▶ [Task item]: Give back exactly the lines of the material below, starting with the line with "pub struct SetBinding" and going on through the line with "fn create_command_buffer(&self, domain: DomainFlags)".

▶ [Provided material]:
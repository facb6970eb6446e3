//! Device backend interface.
//!
//! The `DeviceBackend` trait is the narrow boundary between the compiler and
//! a graphics API: object creation, command recording, queue submission and
//! waiting. The core hands handles back to the backend verbatim and never
//! interprets them.
//!
//! See the `tests/` tree for a recording implementation used by the
//! integration tests.

use std::sync::Arc;

use crate::access::{AccessFlags, DomainFlags, ImageLayout, PipelineStageFlags};
use crate::error::Result;
use crate::format::{Format, ImageAspectFlags};
use crate::ir::value::Value;
use crate::reflect::StageFlags;
use crate::resource::{
    Buffer, BufferCreateInfo, BufferHandle, ClearValue, CommandBufferHandle, DescriptorPoolHandle,
    DescriptorSetHandle, DescriptorSetLayoutHandle, Extent2D, Extent3D, FenceHandle,
    FramebufferHandle, ImageCreateInfo, ImageHandle, ImageViewCreateInfo, ImageViewHandle,
    PipelineHandle, RenderPassHandle, SamplerCreateInfo, SamplerHandle, SemaphoreHandle,
    SwapchainHandle,
};

//--------------------------------------------------------------------------------------------------
// barriers

#[derive(Copy, Clone, Debug, PartialEq)]
pub struct ImageBarrier {
    pub image: ImageHandle,
    pub src_stages: PipelineStageFlags,
    pub src_access: AccessFlags,
    pub old_layout: ImageLayout,
    pub dst_stages: PipelineStageFlags,
    pub dst_access: AccessFlags,
    pub new_layout: ImageLayout,
    pub aspect: ImageAspectFlags,
    pub base_level: u32,
    pub level_count: u32,
    pub base_layer: u32,
    pub layer_count: u32,
}

#[derive(Copy, Clone, Debug, PartialEq)]
pub struct MemoryBarrier {
    pub src_stages: PipelineStageFlags,
    pub src_access: AccessFlags,
    pub dst_stages: PipelineStageFlags,
    pub dst_access: AccessFlags,
}

//--------------------------------------------------------------------------------------------------
// creation records (double as cache keys)

#[derive(Copy, Clone, Debug, Eq, PartialEq, Hash)]
pub enum LoadOp {
    Load,
    Clear,
    DontCare,
}

#[derive(Copy, Clone, Debug, Eq, PartialEq, Hash)]
pub enum StoreOp {
    Store,
    DontCare,
}

#[derive(Clone, Debug, Eq, PartialEq, Hash)]
pub struct AttachmentDescription {
    pub format: Format,
    pub samples: u32,
    pub load_op: LoadOp,
    pub store_op: StoreOp,
    pub initial_layout: ImageLayout,
    pub final_layout: ImageLayout,
}

#[derive(Clone, Debug, Eq, PartialEq, Hash, Default)]
pub struct RenderPassCreateInfo {
    pub attachments: Vec<AttachmentDescription>,
}

#[derive(Clone, Debug, Eq, PartialEq, Hash)]
pub struct FramebufferCreateInfo {
    pub render_pass: RenderPassHandle,
    pub attachments: Vec<ImageViewHandle>,
    pub extent: Extent2D,
    pub layers: u32,
}

#[derive(Clone, Debug, Eq, PartialEq, Hash)]
pub struct PipelineCreateInfo {
    pub stages: Vec<(StageFlags, Arc<[u8]>)>,
    pub render_pass: Option<RenderPassHandle>,
}

#[derive(Copy, Clone, Debug, Eq, PartialEq, Hash)]
pub enum DescriptorType {
    Sampler,
    CombinedImageSampler,
    SampledImage,
    StorageImage,
    UniformTexelBuffer,
    StorageTexelBuffer,
    UniformBuffer,
    StorageBuffer,
    InputAttachment,
}

#[derive(Clone, Debug, Eq, PartialEq, Hash)]
pub struct DescriptorSetLayoutBinding {
    pub binding: u32,
    pub descriptor_type: DescriptorType,
    pub count: u32,
    pub stages: StageFlags,
}

#[derive(Clone, Debug, Eq, PartialEq, Hash, Default)]
pub struct DescriptorSetLayoutCreateInfo {
    pub bindings: Vec<DescriptorSetLayoutBinding>,
}

#[derive(Clone, Debug, Eq, PartialEq, Hash)]
pub struct DescriptorPoolCreateInfo {
    pub max_sets: u32,
    pub sizes: Vec<(DescriptorType, u32)>,
}

/// One bound resource inside a descriptor set.
#[derive(Clone, Debug, Eq, PartialEq, Hash)]
pub enum DescriptorBinding {
    Buffer {
        buffer: Buffer,
    },
    Image {
        view: ImageViewHandle,
        layout: ImageLayout,
    },
    CombinedImageSampler {
        view: ImageViewHandle,
        layout: ImageLayout,
        sampler: SamplerHandle,
    },
    Sampler {
        sampler: SamplerHandle,
    },
}

/// Full contents of a descriptor set; the per-frame descriptor cache key.
#[derive(Clone, Debug, Eq, PartialEq, Hash)]
pub struct SetBinding {
    pub layout: DescriptorSetLayoutHandle,
    pub bindings: Vec<(u32, DescriptorBinding)>,
}

//--------------------------------------------------------------------------------------------------

#[derive(Copy, Clone, Debug, Eq, PartialEq, Hash)]
pub enum CopyRegion {
    Buffer {
        src_offset: u64,
        dst_offset: u64,
        size: u64,
    },
    Image {
        src_level: u32,
        dst_level: u32,
        extent: Extent3D,
    },
}

/// The GPU encoder interface consumed by the executor and the allocators.
///
/// All methods take `&self`: implementations are expected to be internally
/// synchronized the way a Vulkan device is (per-queue submission order is the
/// caller's business, object creation is free-threaded).
pub trait DeviceBackend: Send + Sync {
    fn create_image(&self, ci: &ImageCreateInfo) -> Result<ImageHandle>;
    fn create_image_view(&self, ci: &ImageViewCreateInfo) -> Result<ImageViewHandle>;
    fn create_buffer(&self, ci: &BufferCreateInfo) -> Result<Buffer>;
    fn create_framebuffer(&self, ci: &FramebufferCreateInfo) -> Result<FramebufferHandle>;
    fn create_renderpass(&self, ci: &RenderPassCreateInfo) -> Result<RenderPassHandle>;
    fn create_pipeline(&self, ci: &PipelineCreateInfo) -> Result<PipelineHandle>;
    fn create_sampler(&self, ci: &SamplerCreateInfo) -> Result<SamplerHandle>;
    fn create_descriptor_set_layout(
        &self,
        ci: &DescriptorSetLayoutCreateInfo,
    ) -> Result<DescriptorSetLayoutHandle>;
    fn create_descriptor_pool(&self, ci: &DescriptorPoolCreateInfo) -> Result<DescriptorPoolHandle>;
    /// Allocate `count` sets of `layout` out of `pool`, up front.
    fn create_descriptor_sets(
        &self,
        pool: DescriptorPoolHandle,
        layout: DescriptorSetLayoutHandle,
        count: u32,
    ) -> Result<Vec<DescriptorSetHandle>>;
    fn write_descriptor_set(&self, set: DescriptorSetHandle, contents: &SetBinding) -> Result<()>;
    fn create_fence(&self) -> Result<FenceHandle>;
    fn create_semaphore(&self) -> Result<SemaphoreHandle>;
    fn create_timeline_semaphore(&self, initial_value: u64) -> Result<SemaphoreHandle>;
    fn create_command_buffer(&self, domain: DomainFlags) -> Result<CommandBufferHandle>;

    fn begin_command_buffer(&self, cb: CommandBufferHandle) -> Result<()>;
    fn end_command_buffer(&self, cb: CommandBufferHandle) -> Result<()>;

    fn cmd_pipeline_barrier(
        &self,
        cb: CommandBufferHandle,
        image_barriers: &[ImageBarrier],
        memory_barriers: &[MemoryBarrier],
    );
    fn cmd_begin_renderpass(
        &self,
        cb: CommandBufferHandle,
        render_pass: RenderPassHandle,
        framebuffer: FramebufferHandle,
        render_area: Extent2D,
        clear_values: &[ClearValue],
    );
    fn cmd_next_subpass(&self, cb: CommandBufferHandle);
    fn cmd_end_renderpass(&self, cb: CommandBufferHandle);
    fn cmd_bind_pipeline(&self, cb: CommandBufferHandle, pipeline: PipelineHandle);
    fn cmd_bind_descriptor_set(
        &self,
        cb: CommandBufferHandle,
        index: u32,
        set: DescriptorSetHandle,
    );
    fn cmd_bind_vertex_buffer(&self, cb: CommandBufferHandle, binding: u32, buffer: Buffer);
    fn cmd_bind_index_buffer(&self, cb: CommandBufferHandle, buffer: Buffer);
    fn cmd_draw(
        &self,
        cb: CommandBufferHandle,
        vertices: u32,
        instances: u32,
        first_vertex: u32,
        first_instance: u32,
    );
    fn cmd_draw_indexed(
        &self,
        cb: CommandBufferHandle,
        indices: u32,
        instances: u32,
        first_index: u32,
        vertex_offset: i32,
        first_instance: u32,
    );
    fn cmd_dispatch(&self, cb: CommandBufferHandle, x: u32, y: u32, z: u32);
    fn cmd_copy_buffer(
        &self,
        cb: CommandBufferHandle,
        src: Buffer,
        dst: Buffer,
        regions: &[CopyRegion],
    );
    fn cmd_copy_image(
        &self,
        cb: CommandBufferHandle,
        src: ImageHandle,
        dst: ImageHandle,
        regions: &[CopyRegion],
    );
    fn cmd_copy_buffer_to_image(
        &self,
        cb: CommandBufferHandle,
        src: Buffer,
        dst: ImageHandle,
        dst_layout: ImageLayout,
    );
    fn cmd_clear_color_image(
        &self,
        cb: CommandBufferHandle,
        image: ImageHandle,
        layout: ImageLayout,
        value: ClearValue,
    );
    fn cmd_resolve_image(&self, cb: CommandBufferHandle, src: ImageHandle, dst: ImageHandle);
    fn cmd_blit_image(
        &self,
        cb: CommandBufferHandle,
        src: ImageHandle,
        src_layout: ImageLayout,
        dst: ImageHandle,
        dst_layout: ImageLayout,
    );
    fn cmd_execute_commands(&self, cb: CommandBufferHandle, secondary: &[CommandBufferHandle]);

    fn queue_submit(
        &self,
        domain: DomainFlags,
        command_buffers: &[CommandBufferHandle],
        waits: &[(SemaphoreHandle, u64)],
        signals: &[(SemaphoreHandle, u64)],
        fence: Option<FenceHandle>,
    ) -> Result<()>;
    fn queue_present(
        &self,
        swapchain: SwapchainHandle,
        image_index: u32,
        wait: &[SemaphoreHandle],
    ) -> Result<()>;
    fn acquire_next_image(
        &self,
        swapchain: SwapchainHandle,
        signal: Option<SemaphoreHandle>,
    ) -> Result<u32>;

    fn wait_fences(&self, fences: &[FenceHandle]) -> Result<()>;
    fn wait_semaphores(&self, semaphores: &[(SemaphoreHandle, u64)]) -> Result<()>;

    fn destroy_image(&self, image: ImageHandle);
    fn destroy_image_view(&self, view: ImageViewHandle);
    fn destroy_buffer(&self, buffer: BufferHandle);
    fn destroy_framebuffer(&self, fb: FramebufferHandle);
    fn destroy_renderpass(&self, rp: RenderPassHandle);
    fn destroy_pipeline(&self, p: PipelineHandle);
    fn destroy_sampler(&self, s: SamplerHandle);
    fn destroy_descriptor_pool(&self, p: DescriptorPoolHandle);
    fn destroy_fence(&self, f: FenceHandle);
    fn destroy_semaphore(&self, s: SemaphoreHandle);
}

/// What an opaque-function callback sees while its call is being recorded.
pub struct RecordContext<'a> {
    pub backend: &'a dyn DeviceBackend,
    pub cb: CommandBufferHandle,
    /// Resolved argument values, in call argument order.
    pub args: &'a [Value],
    /// The queue this call was scheduled onto.
    pub domain: DomainFlags,
}

pub type ExecFn = Box<dyn Fn(&mut RecordContext) -> Result<()> + Send + Sync>;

▶ [Solution to this exercise]:
pub struct SetBinding {
    pub layout: DescriptorSetLayoutHandle,
    pub bindings: Vec<(u32, DescriptorBinding)>,
}

//--------------------------------------------------------------------------------------------------

#[derive(Copy, Clone, Debug, Eq, PartialEq, Hash)]
pub enum CopyRegion {
    Buffer {
        src_offset: u64,
        dst_offset: u64,
        size: u64,
    },
    Image {
        src_level: u32,
        dst_level: u32,
        extent: Extent3D,
    },
}

/// The GPU encoder interface consumed by the executor and the allocators.
///
/// All methods take `&self`: implementations are expected to be internally
/// synchronized the way a Vulkan device is (per-queue submission order is the
/// caller's business, object creation is free-threaded).
pub trait DeviceBackend: Send + Sync {
    fn create_image(&self, ci: &ImageCreateInfo) -> Result<ImageHandle>;
    fn create_image_view(&self, ci: &ImageViewCreateInfo) -> Result<ImageViewHandle>;
    fn create_buffer(&self, ci: &BufferCreateInfo) -> Result<Buffer>;
    fn create_framebuffer(&self, ci: &FramebufferCreateInfo) -> Result<FramebufferHandle>;
    fn create_renderpass(&self, ci: &RenderPassCreateInfo) -> Result<RenderPassHandle>;
    fn create_pipeline(&self, ci: &PipelineCreateInfo) -> Result<PipelineHandle>;
    fn create_sampler(&self, ci: &SamplerCreateInfo) -> Result<SamplerHandle>;
    fn create_descriptor_set_layout(
        &self,
        ci: &DescriptorSetLayoutCreateInfo,
    ) -> Result<DescriptorSetLayoutHandle>;
    fn create_descriptor_pool(&self, ci: &DescriptorPoolCreateInfo) -> Result<DescriptorPoolHandle>;
    /// Allocate `count` sets of `layout` out of `pool`, up front.
    fn create_descriptor_sets(
        &self,
        pool: DescriptorPoolHandle,
        layout: DescriptorSetLayoutHandle,
        count: u32,
    ) -> Result<Vec<DescriptorSetHandle>>;
    fn write_descriptor_set(&self, set: DescriptorSetHandle, contents: &SetBinding) -> Result<()>;
    fn create_fence(&self) -> Result<FenceHandle>;
    fn create_semaphore(&self) -> Result<SemaphoreHandle>;
    fn create_timeline_semaphore(&self, initial_value: u64) -> Result<SemaphoreHandle>;
    fn create_command_buffer(&self, domain: DomainFlags) -> Result<CommandBufferHandle>;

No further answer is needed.